Generally, an employer does not have the right to know a person’s confidential medical information, such as the cause of the disability, diagnosis, symptoms or treatment, unless these clearly relate to the accommodation being sought, or the person’s needs are complex, challenging or unclear and more information is needed. In rare situations where a person’s accommodation needs are complex, challenging or unclear, the person may be asked to co-operate by providing more information, up to and including a diagnosis. In such situations, the employer must be able to clearly justify why the information is needed. However, wherever possible, an employer must make genuine efforts to provide needed accommodations without requiring a person to disclose a diagnosis, or otherwise provide medical information that is not absolutely necessary.

Preventing and responding to discrimination

Under the Code, employers must make sure their organizations are free from discriminatory or harassing behaviour. Employers violate the Code when they directly or indirectly, intentionally or unintentionally infringe the Code, or when they authorize, condone or adopt behaviour that is contrary to the Code.

Organizations must take steps to address negative attitudes, stereotypes and stigma to make sure they do not lead to discriminatory behaviour toward people with disabilities.

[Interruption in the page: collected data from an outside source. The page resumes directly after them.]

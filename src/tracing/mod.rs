use axum::http::Request;
use std::{cell::RefCell, fmt, future::Future};
use tower_http::{
    classify::{SharedClassifier, StatusInRangeAsFailures},
    trace::{
        DefaultOnBodyChunk, DefaultOnEos, DefaultOnFailure, DefaultOnRequest, DefaultOnResponse,
        MakeSpan, TraceLayer,
    },
};
use uuid::Uuid;

/**
 * Request correlation for logs.
 *
 * Every request carries a `RequestId`. The id lives in a task-local so that
 * code far from the handler (error rendering, services) can attach it to
 * log lines and error bodies without threading it through every call.
 */

/// Request ID tracking information
#[derive(Clone, Debug, PartialEq, Eq)]
pub struct RequestId(pub String);

impl Default for RequestId {
    fn default() -> Self {
        RequestId(Uuid::new_v4().to_string())
    }
}

impl RequestId {
    pub fn new(value: impl Into<String>) -> Self {
        RequestId(value.into())
    }

    pub fn as_str(&self) -> &str {
        &self.0
    }
}

impl fmt::Display for RequestId {
    fn fmt(&self, f: &mut fmt::Formatter<'_>) -> fmt::Result {
        write!(f, "{}", self.0)
    }
}

tokio::task_local! {
    static CURRENT_REQUEST_ID: RefCell<Option<RequestId>>;
}

pub async fn scope_request_id<Fut, R>(request_id: RequestId, future: Fut) -> R
where
    Fut: Future<Output = R>,
{
    CURRENT_REQUEST_ID
        .scope(RefCell::new(Some(request_id)), future)
        .await
}

pub fn current_request_id() -> Option<RequestId> {
    CURRENT_REQUEST_ID
        .try_with(|cell| cell.borrow().clone())
        .ok()
        .flatten()
}

#[derive(Clone, Default)]
pub struct RequestSpanMaker;

impl<B> MakeSpan<B> for RequestSpanMaker {
    fn make_span(&mut self, request: &Request<B>) -> tracing::Span {
        let request_id = request
            .extensions()
            .get::<RequestId>()
            .cloned()
            .or_else(|| {
                request
                    .headers()
                    .get("x-request-id")
                    .and_then(|v| v.to_str().ok())
                    .map(RequestId::new)
            })
            .unwrap_or_default();

        tracing::info_span!(
            "http.request",
            request_id = %request_id.as_str(),
            method = %request.method(),
            uri = %request.uri(),
        )
    }
}

/// HTTP tracing layer: one span per request, 5xx responses reported as failures.
pub fn configure_http_tracing() -> TraceLayer<
    SharedClassifier<StatusInRangeAsFailures>,
    RequestSpanMaker,
    DefaultOnRequest,
    DefaultOnResponse,
    DefaultOnBodyChunk,
    DefaultOnEos,
    DefaultOnFailure,
> {
    let classifier = SharedClassifier::new(StatusInRangeAsFailures::new(500..=599));
    TraceLayer::new(classifier)
        .make_span_with(RequestSpanMaker)
        .on_request(DefaultOnRequest::default())
        .on_response(DefaultOnResponse::default())
        .on_body_chunk(DefaultOnBodyChunk::default())
        .on_eos(DefaultOnEos::default())
        .on_failure(DefaultOnFailure::default())
}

Education on human rights works best alongside a strong proactive strategy to prevent and remove barriers to equal participation, and effective policies and procedures for addressing human rights issues that do arise. A complete strategy to prevent and address human rights issues should include:

  • a barrier prevention, review and removal plan
  • anti-harassment and anti-discrimination policies
  • an education and training program
  • an internal complaints procedure
  • an accommodation policy and procedure.

See the OHRC’s A policy primer: Guide to developing human rights policies and procedures for more information.

For more information:

The Ontario Human Rights Commission’s Policy on ableism and discrimination based on disability


[1] Duliunas v. York-Med Systems, 2010 HRTO 1404 (CanLII).

[2] Strudwick v. Applied Consumer & Clinical Evaluations Inc., 2016 ONCA 520 (CanLII).

[3] Sears v. Honda of Canada Mfg., 2014 HRTO 45 (CanLII) [Sears] at 199.

[4] McGill University Health Centre (Montreal General Hospital) v. Syndicat des employés de l'Hôpital général de Montréal, 2007 SCC 4 (CanLII), [2007] 1 SCR 161, 2007.

[5] Sears, supra note 3 at para. 114.